Re: [tor-dev] WTF-PAD and the future

2018-08-03 Thread Mike Perry
Hi Yawning!

Yawning Angel:
> On 08/02/2018 08:26 PM, Mike Perry wrote:
> > Should we consider recommending basket2 also?
> 
> No.
> 
> > Is anyone running bridges with it? Probably not, I guess :/.
> 
> No one should be, it is incomplete, buggy, and needs a re-design.

Thanks for the heads up.
 
> As a side note, I question the utility of a PT that has the AGPL3
> network interaction requirement, though there is an exception for
> bridges distributed via BridgeDB and those shipped with Tor Browser.

Would you recommend anything else other than obfs4 at this time, as per
that README_SECURITY doc?
(https://github.com/mikeperry-tor/vanguards/blob/master/README_SECURITY.md)


-- 
Mike Perry


signature.asc
Description: Digital signature
___
tor-dev mailing list
tor-dev@lists.torproject.org
https://lists.torproject.org/cgi-bin/mailman/listinfo/tor-dev


Re: [tor-dev] WTF-PAD and the future

2018-08-03 Thread Yawning Angel
On 08/02/2018 08:26 PM, Mike Perry wrote:
> Should we consider recommending basket2 also?

No.

> Is anyone running bridges with it? Probably not, I guess :/.

No one should be, it is incomplete, buggy, and needs a re-design.

As a side note, I question the utility of a PT that has the AGPL3
network interaction requirement, though there is an exception for
bridges distributed via BridgeDB and those shipped with Tor Browser.

Regards,

-- 
Yawning Angel



signature.asc
Description: OpenPGP digital signature
___
tor-dev mailing list
tor-dev@lists.torproject.org
https://lists.torproject.org/cgi-bin/mailman/listinfo/tor-dev


Re: [tor-dev] WTF-PAD and the future

2018-08-02 Thread Mike Perry
Tobias Pulls:
> On 29/07/18 15:42, George Kadianakis wrote:
> >>> 4) They also told me of research by Tobias Pulls which eliminates the
> >>>needs for histograms in WTF-PAD and instead it samples from the
> >>>probability distribution directly. They think that this can simplify
> >>>things somewhat. Any thoughts on this?
> >> Yes this is actually exactly what I want to do with the next iteration
> >> of WTF-PAD! The question is what form/model to use for these probability
> >> distributions. Right now we're encoding inter-burst and inter-packet
> >> timings with some weird geometric distribution determining how long
> >> these bursts should go on for, when it might be more natural to encode
> >> and sample from length-based distributions/histograms.
> >>
> >> (Histograms vs distribution is not the problem -- its what they encode
> >> and how they encode it that matters).
> >>
> >> I don't see this paper on Tobias's website. Is it up anywhere yet?
> >>  
> > Hmm. Looking at the README of wtfpad (see the APE section), I think this
> > blog post is the best resource we have on this:
> >  https://www.cs.kau.se/pulls/hot/thebasketcase-ape/
> 
> Hi George and Mike,
> 
> You found the main writeup of the hasty work I did in this direction a
> while back, also some comments in the source [0]. Unfortunately my
> funding took me in other directions and I didn't want to publish any
> paper without spending more time on it. As written on the blog post it
> looks like a promising direction, but please also note that the attack
> implementation of Wa-kNN used has some rough edges for example when it
> comes to time-based features (so robustness of the naive distributions
> when moving around the PT server far from a given). If someone wants to
> collaborate on this I'd be more than happy to contribute, got funding to
> work on Tor-related things again starting August.

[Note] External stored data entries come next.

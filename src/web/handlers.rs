use axum::{extract::State, response::Json};

use super::AppState;
use crate::models::Listing;

/// Hand back everything buffered since the previous pull and clear it.
pub async fn pull_listings(State(state): State<AppState>) -> Json<Vec<Listing>> {
    let listings = state.buffer.drain();
    tracing::info!("Pulled {} buffered listings", listings.len());
    Json(listings)
}

// Health check endpoint
pub async fn health_check(State(state): State<AppState>) -> Json<serde_json::Value> {
    Json(serde_json::json!({
        "status": "healthy",
        "timestamp": chrono::Utc::now(),
        "version": env!("CARGO_PKG_VERSION"),
        "service": "listing-monitor",
        "buffered": state.buffer.len(),
    }))
}
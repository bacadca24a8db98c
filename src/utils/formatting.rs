//! Formatting utilities used for CLI output.

use unicode_width::UnicodeWidthStr;

/// Drop SGR escape sequences.
pub fn strip_ansi(s: &str) -> String {
    let mut out = String::with_capacity(s.len());
    let mut chars = s.chars();
    while let Some(c) = chars.next() {
        if c == '\x1b' {
            for n in chars.by_ref() {
                if n.is_ascii_alphabetic() {
                    break;
                }
            }
        } else {
            out.push(c);
        }
    }
    out
}

/// Terminal columns taken by `s`, ignoring colour codes.
pub fn display_width(s: &str) -> usize {
    UnicodeWidthStr::width(strip_ansi(s).as_str())
}

pub fn pad_right(s: &str, width: usize) -> String {
    let pad = width.saturating_sub(display_width(s));
    format!("{}{}", s, " ".repeat(pad))
}

pub fn pad_left(s: &str, width: usize) -> String {
    let pad = width.saturating_sub(display_width(s));
    format!("{}{}", " ".repeat(pad), s)
}
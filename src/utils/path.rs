//! Path utilities for user supplied locations.

use std::path::PathBuf;

pub fn expand_tilde(path: &str) -> PathBuf {
    if path.starts_with("~/")
        && let Some(home) = dirs::home_dir()
    {
        return home.join(path.trim_start_matches("~/"));
    }
    PathBuf::from(path)
}

/// `--db` value as a string path, with `~` expanded.
pub fn resolve_db_path(path: &str) -> String {
    expand_tilde(path).to_string_lossy().to_string()
}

This is great! Sorry it took me so long to reply. I've been deep in it
thinking about related traffic analysis issues with onion services.

I'm very much interested in this direction. This is the post, right:
https://www.cs.kau.se/pulls/hot/thebasketcase-ape/

Did you handle deplenishing the distributions when normal traffic is
transmitted? Counting traffic that fits the target distribution as
"already sent padding" (and thus sending padding less overall traffic in
that case) is a key piece of WTF-PAD that allows it to have better
goodput. This is in fact why the original e2e defense was called
"Adaptive Padding". Because its padding distributions adapt to observed
traffic.

If we could alter the distribution in this same way, it may be the a
good way to go. However, histograms tend to be easier to do this with,
and they also encode distributions (just perhaps more tediously and
verbosely).

One of the other things I want to try, that may overlap, is changing the
type of information the distribution/histogram encodes. Inter-packet and
inter-burst delay (encoded as two separate states in the state machines)
is perhaps not as optimal or useful or easy to specify/optimize as
something more naturally resembling web traffic, such as a distribution
of request sizes and object sizes, and some way to simulate concurrent
fetch (selection of overlap) of these object sizes, and subtract these
objects-size instances from the distribution when we see them.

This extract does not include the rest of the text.